The Doctor turned half back towards me and the moonlight picked out his hooded eagle’s eyes, a picture of concentration, as he listened with his ear close to the shutter. Evidently he heard nothing, for he put out a gloved hand and applied some pressure to see if it would open. It did not move a fraction; clearly the frame was held fast by a catch. With a deft movement, he took some instrument out of his pocket and slid it through the crack at the centre of the shutter, levering it upwards, and I heard a tiny click. Then Bell pulled again and the shutter opened quite easily. But he did not pull very far, only a few inches, evidently in order to see if there was any light in the room beyond him. All was dark, so he opened it wider.
The window before us had several small panes but there was a large hinged one at the centre of it. It too was closed but again Bell’s implement went to work. This time I could see he found it much harder – he had to press down and apply force to try and lift the catch. Evidently it was barely used, and even in that cold there was perspiration on the Doctor’s face as he pushed, and pushed again, and nothing happened. But finally it sprang back with a sudden grating noise which made him instantly withdraw the tool and put out his hand to steady the window.
I am sure both of us were eager to get in, for it was all I could do on that moonlit ledge to stop shivering. But once again we waited, motionless. The Doctor peered into the darkness of the room, yet nobody came and we saw no light. At last, after what was, I am sure, a full minute, Bell reached out and opened the large central pane as far as it would go, which allowed just enough room to climb through. He entered first and was soon on the ledge at the other side. After a few seconds, surveying what was below him, he disappeared down into the darkness and I had the easy task of following.
It was not particularly warm inside, but at least we were out of the frosty air. The ledge was dusty and, though it was still difficult to make much out, the room I climbed into felt damp and ill-used. The Doctor was staring down at something, and I soon saw what: a pile of clothes. He took a pace and lifted a few up. There were coats and hats and waistcoats but also women’s clothes too: skirts, petticoats and bodices. A few were of a good cloth; most were shabby.
I walked to the back of the room and here was another pile with a little shawl on the top. There was something so indefinably pitiful about the whole collection that I hated to look at it, for it was obvious that these could not possibly belong to one person or even a family. Yet it seemed hard to believe it could be the proceeds of crime either. Who would bother to rob a man of his clothes? And both our victims had been fully dressed.

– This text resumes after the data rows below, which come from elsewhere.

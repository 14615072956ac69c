//! Response validation.
//!
//! Three phases: per-agent JSON-Schema checks, deterministic cross-agent
//! consistency rules, and hallucination heuristics (rule-based, plus an
//! optional model-assisted soft signal). The phases feed an internal
//! confidence score; the report's `is_valid` drives the orchestrator's
//! re-execution loop. The score never leaves the server.

pub mod schema;

pub use schema::SchemaCatalogue;

use crate::reasoning::ReasoningClient;
use crate::registry::CapabilityRegistry;
use crate::types::{
    AgentResponse, AgentValidation, SelectionPlan, ValidationReport,
};
use serde::{Deserialize, Serialize};
use std::collections::HashSet;
use std::sync::Arc;

/// Validator tuning.
#[derive(Debug, Clone, Serialize, Deserialize)]
pub struct ValidationConfig {
    /// Reports scoring below this are invalid.
    #[serde(default = "default_confidence_threshold")]
    pub confidence_threshold: f64,
    /// How many times the orchestrator may re-execute an invalid plan.
    #[serde(default = "default_max_retries")]
    pub max_retries: u32,
    /// Ask the reasoning client for a relevance judgment per agent output.
    #[serde(default)]
    pub enable_model_assisted: bool,
}

fn default_confidence_threshold() -> f64 {
    0.7
}

fn default_max_retries() -> u32 {
    2
}

impl Default for ValidationConfig {
    fn default() -> Self {
        Self {
            confidence_threshold: default_confidence_threshold(),
            max_retries: default_max_retries(),
            enable_model_assisted: false,
        }
    }
}

const SCHEMA_FAIL_PENALTY: f64 = 0.3;
const CONSISTENCY_PENALTY: f64 = 0.2;
const RULE_HALLUCINATION_PENALTY: f64 = 0.4;
const MODEL_HALLUCINATION_PENALTY: f64 = 0.2;

pub struct ResponseValidator {
    catalogue: Arc<SchemaCatalogue>,
    registry: Arc<CapabilityRegistry>,
    reasoning: Arc<ReasoningClient>,
    config: ValidationConfig,
}

impl ResponseValidator {
    pub fn new(
        catalogue: Arc<SchemaCatalogue>,
        registry: Arc<CapabilityRegistry>,
        reasoning: Arc<ReasoningClient>,
        config: ValidationConfig,
    ) -> Self {
        Self {
            catalogue,
            registry,
            reasoning,
            config,
        }
    }

    pub fn max_retries(&self) -> u32 {
        self.config.max_retries
    }

    /// Validate the collected responses against the plan and the original
    /// query.
    pub async fn validate(
        &self,
        query: &str,
        plan: &SelectionPlan,
        responses: &[AgentResponse],
    ) -> ValidationReport {
        let mut report = ValidationReport::accept_all();
        let mut schema_failed = false;

        // Phase A: per-agent schema validation.
        for response in responses.iter().filter(|r| r.success) {
            let mut validation = AgentValidation {
                schema_pass: true,
                issues: Vec::new(),
            };
            if let Some(schema_name) = self
                .registry
                .lookup(&response.agent_name)
                .ok()
                .and_then(|d| d.output_schema_name)
            {
                match self.catalogue.check(&schema_name, &response.data) {
                    Ok(issues) if issues.is_empty() => {}
                    Ok(issues) => {
                        validation.schema_pass = false;
                        validation.issues = issues;
                        schema_failed = true;
                    }
                    Err(e) => {
                        validation.schema_pass = false;
                        validation.issues = vec![e.to_string()];
                        schema_failed = true;
                    }
                }
            }
            report
                .per_agent
                .insert(response.agent_name.clone(), validation);
        }

        // Phase B: cross-agent consistency, only meaningful with more than
        // one successful response.
        let succeeded: Vec<&AgentResponse> = responses.iter().filter(|r| r.success).collect();
        if succeeded.len() > 1 {
            report.consistency_issues = consistency_issues(plan, &succeeded);
        } else if let Some(only) = succeeded.first() {
            // The operation-echo rule still applies to a single agent.
            if let Some(issue) = operation_mismatch(plan, only) {
                report.consistency_issues.push(issue);
            }
        }

        // Phase C: hallucination heuristics.
        let rule_hallucination = self.rule_hallucination(query, plan, &succeeded, &mut report);
        let model_hallucination = if self.config.enable_model_assisted {
            self.model_hallucination(query, &succeeded).await
        } else {
            false
        };
        report.hallucination_detected = rule_hallucination || model_hallucination;

        // Scoring.
        let mut score = 1.0;
        if schema_failed {
            score -= SCHEMA_FAIL_PENALTY;
        }
        if !report.consistency_issues.is_empty() {
            score -= CONSISTENCY_PENALTY;
        }
        if rule_hallucination {
            score -= RULE_HALLUCINATION_PENALTY;
        }
        if model_hallucination {
            score -= MODEL_HALLUCINATION_PENALTY;
        }
        report.confidence_score = score.clamp(0.0, 1.0);
        report.is_valid =
            report.confidence_score >= self.config.confidence_threshold && !schema_failed;
        report
    }

    /// Deterministic hallucination rules. Appends explanations to
    /// `overall_issues` and returns whether anything fired.
    fn rule_hallucination(
        &self,
        query: &str,
        plan: &SelectionPlan,
        succeeded: &[&AgentResponse],
        report: &mut ValidationReport,
    ) -> bool {
        let mut detected = false;
        for response in succeeded {
            let capabilities = self
                .registry
                .lookup(&response.agent_name)
                .map(|d| d.capabilities)
                .unwrap_or_default();

            if capabilities.iter().any(|c| {
                matches!(c.as_str(), "math" | "arithmetic" | "calculation" | "calculator")
            }) && impossible_math(&response.data)
            {
                report.overall_issues.push(format!(
                    "agent '{}' claims success with a non-finite numeric result",
                    response.agent_name
                ));
                detected = true;
            }

            if capabilities
                .iter()
                .any(|c| matches!(c.as_str(), "search" | "web" | "lookup"))
                && no_keyword_overlap(query, &response.data)
            {
                report.overall_issues.push(format!(
                    "agent '{}' response shares no terms with the query",
                    response.agent_name
                ));
                detected = true;
            }

            if let Some(issue) = operation_mismatch(plan, response) {
                report.overall_issues.push(issue);
                detected = true;
            }
        }
        detected
    }

    /// Model-assisted relevance check. A soft signal: it only ever lowers
    /// the score, never decides validity on its own.
    async fn model_hallucination(&self, query: &str, succeeded: &[&AgentResponse]) -> bool {
        for response in succeeded {
            if let Some(judgment) = self
                .reasoning
                .assess_relevance(query, &response.agent_name, &response.data)
                .await
            {
                if !judgment.relevant && judgment.confidence >= 0.5 {
                    return true;
                }
            }
        }
        false
    }
}

fn consistency_issues(plan: &SelectionPlan, succeeded: &[&AgentResponse]) -> Vec<String> {
    let mut issues = Vec::new();

    // A downstream agent must not report more outputs than its upstream
    // produced.
    let mut upstream_count: Option<(String, u64)> = None;
    for response in succeeded {
        if let Some(output_count) = response.data.get("output_count").and_then(|v| v.as_u64()) {
            if let Some((ref upstream, count)) = upstream_count {
                if output_count > count {
                    issues.push(format!(
                        "agent '{}' reports output_count={} but upstream '{}' produced count={}",
                        response.agent_name, output_count, upstream, count
                    ));
                }
            }
        }
        if let Some(count) = response.data.get("count").and_then(|v| v.as_u64()) {
            upstream_count = Some((response.agent_name.clone(), count));
        }
    }

    for response in succeeded {
        if let Some(issue) = operation_mismatch(plan, response) {
            issues.push(issue);
        }
        if let Some(field) = non_finite_field(&response.data) {
            issues.push(format!(
                "agent '{}' field '{}' is not a finite number",
                response.agent_name, field
            ));
        }
    }
    issues
}

/// The agent echoed an `operation` that disagrees with the plan's extracted
/// parameter.
fn operation_mismatch(plan: &SelectionPlan, response: &AgentResponse) -> Option<String> {
    let requested = plan
        .parameters
        .get(&response.agent_name)?
        .get("operation")?
        .as_str()?;
    let echoed = response.data.get("operation")?.as_str()?;
    if requested != echoed {
        Some(format!(
            "agent '{}' echoed operation '{}' but the plan requested '{}'",
            response.agent_name, echoed, requested
        ))
    } else {
        None
    }
}

/// Math output that cannot be real: a null or textual NaN/Infinity result.
fn impossible_math(data: &serde_json::Value) -> bool {
    match data.get("result") {
        Some(serde_json::Value::Null) => true,
        Some(serde_json::Value::String(s)) => {
            matches!(s.as_str(), "NaN" | "Infinity" | "-Infinity" | "inf" | "-inf")
        }
        Some(serde_json::Value::Number(n)) => !n.as_f64().map_or(true, f64::is_finite),
        _ => false,
    }
}

fn non_finite_field(data: &serde_json::Value) -> Option<String> {
    if let serde_json::Value::Object(map) = data {
        for (key, value) in map {
            if let Some(n) = value.as_f64() {
                if !n.is_finite() {
                    return Some(key.clone());
                }
            }
        }
    }
    None
}

const STOPWORDS: &[&str] = &[
    "the", "and", "for", "with", "what", "how", "who", "when", "where", "about", "from", "that",
    "this", "please", "search", "find", "look",
];

/// True when the serialized response shares zero content words with the
/// query despite the agent claiming success.
fn no_keyword_overlap(query: &str, data: &serde_json::Value) -> bool {
    let keywords: HashSet<String> = query
        .to_lowercase()
        .split(|c: char| !c.is_alphanumeric())
        .filter(|w| w.len() > 2 && !STOPWORDS.contains(w))
        .map(String::from)
        .collect();
    if keywords.is_empty() {
        return false;
    }
    let haystack = data.to_string().to_lowercase();
    !keywords.iter().any(|kw| haystack.contains(kw))
}
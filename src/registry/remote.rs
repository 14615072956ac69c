//! Remote agent adapter.
//!
//! Wraps an HTTP endpoint as an [`Agent`]: the merged input is POSTed as
//! JSON and the reply body is the agent output. Transport faults map onto
//! the retryable error classes so the retry core treats remote agents the
//! same as in-process ones.

use super::{Agent, InvocationContext};
use crate::types::AgentError;
use async_trait::async_trait;
use std::time::Duration;

pub struct HttpAgent {
    name: String,
    endpoint: String,
    client: reqwest::Client,
}

impl HttpAgent {
    pub fn new(
        name: impl Into<String>,
        endpoint: impl Into<String>,
        timeout: Duration,
    ) -> Result<Self, AgentError> {
        let client = reqwest::Client::builder()
            .timeout(timeout)
            .build()
            .map_err(|e| AgentError::Failed(format!("failed to build HTTP client: {}", e)))?;
        Ok(Self {
            name: name.into(),
            endpoint: endpoint.into(),
            client,
        })
    }

    async fn post(&self, input: &serde_json::Value) -> Result<serde_json::Value, AgentError> {
        let response = self
            .client
            .post(&self.endpoint)
            .json(input)
            .send()
            .await
            .map_err(|e| {
                if e.is_timeout() {
                    AgentError::Timeout(Duration::ZERO)
                } else {
                    AgentError::Network(e.to_string())
                }
            })?;

        let status = response.status();
        if !status.is_success() {
            let message = response
                .text()
                .await
                .unwrap_or_else(|_| "unknown error".to_string());
            return Err(AgentError::Upstream {
                status: status.as_u16(),
                message,
            });
        }

        response
            .json::<serde_json::Value>()
            .await
            .map_err(|e| AgentError::Failed(format!("malformed agent reply: {}", e)))
    }
}

#[async_trait]
impl Agent for HttpAgent {
    fn name(&self) -> &str {
        &self.name
    }

    async fn invoke(
        &self,
        ctx: &InvocationContext,
        input: &serde_json::Value,
    ) -> Result<serde_json::Value, AgentError> {
        tokio::select! {
            _ = ctx.cancel.cancelled() => Err(AgentError::Cancelled),
            result = self.post(input) => result,
        }
    }
}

But something was wrong here and I could not help noticing that Bell was equally concerned. Looking round, he had found another heap in the corner and was sifting through it with anxiety.
At last he gave up and turned to the closed door at the opposite corner of the room from the window, indicating I should follow. He removed his gloves and I did the same. At the door he listened again, and then with a painstakingly slow movement he turned the handle.
It opened silently and, beyond, all was still dark. Both of us moved out stealthily and waited. There was light from somewhere to the right of us and I could make out that we were in a corridor. Presumably, if we turned to our left we would arrive at the front of the den and the entrance. I assumed Bell would go in that direction, for the stairs down to the bottom level were there, but he did no such thing.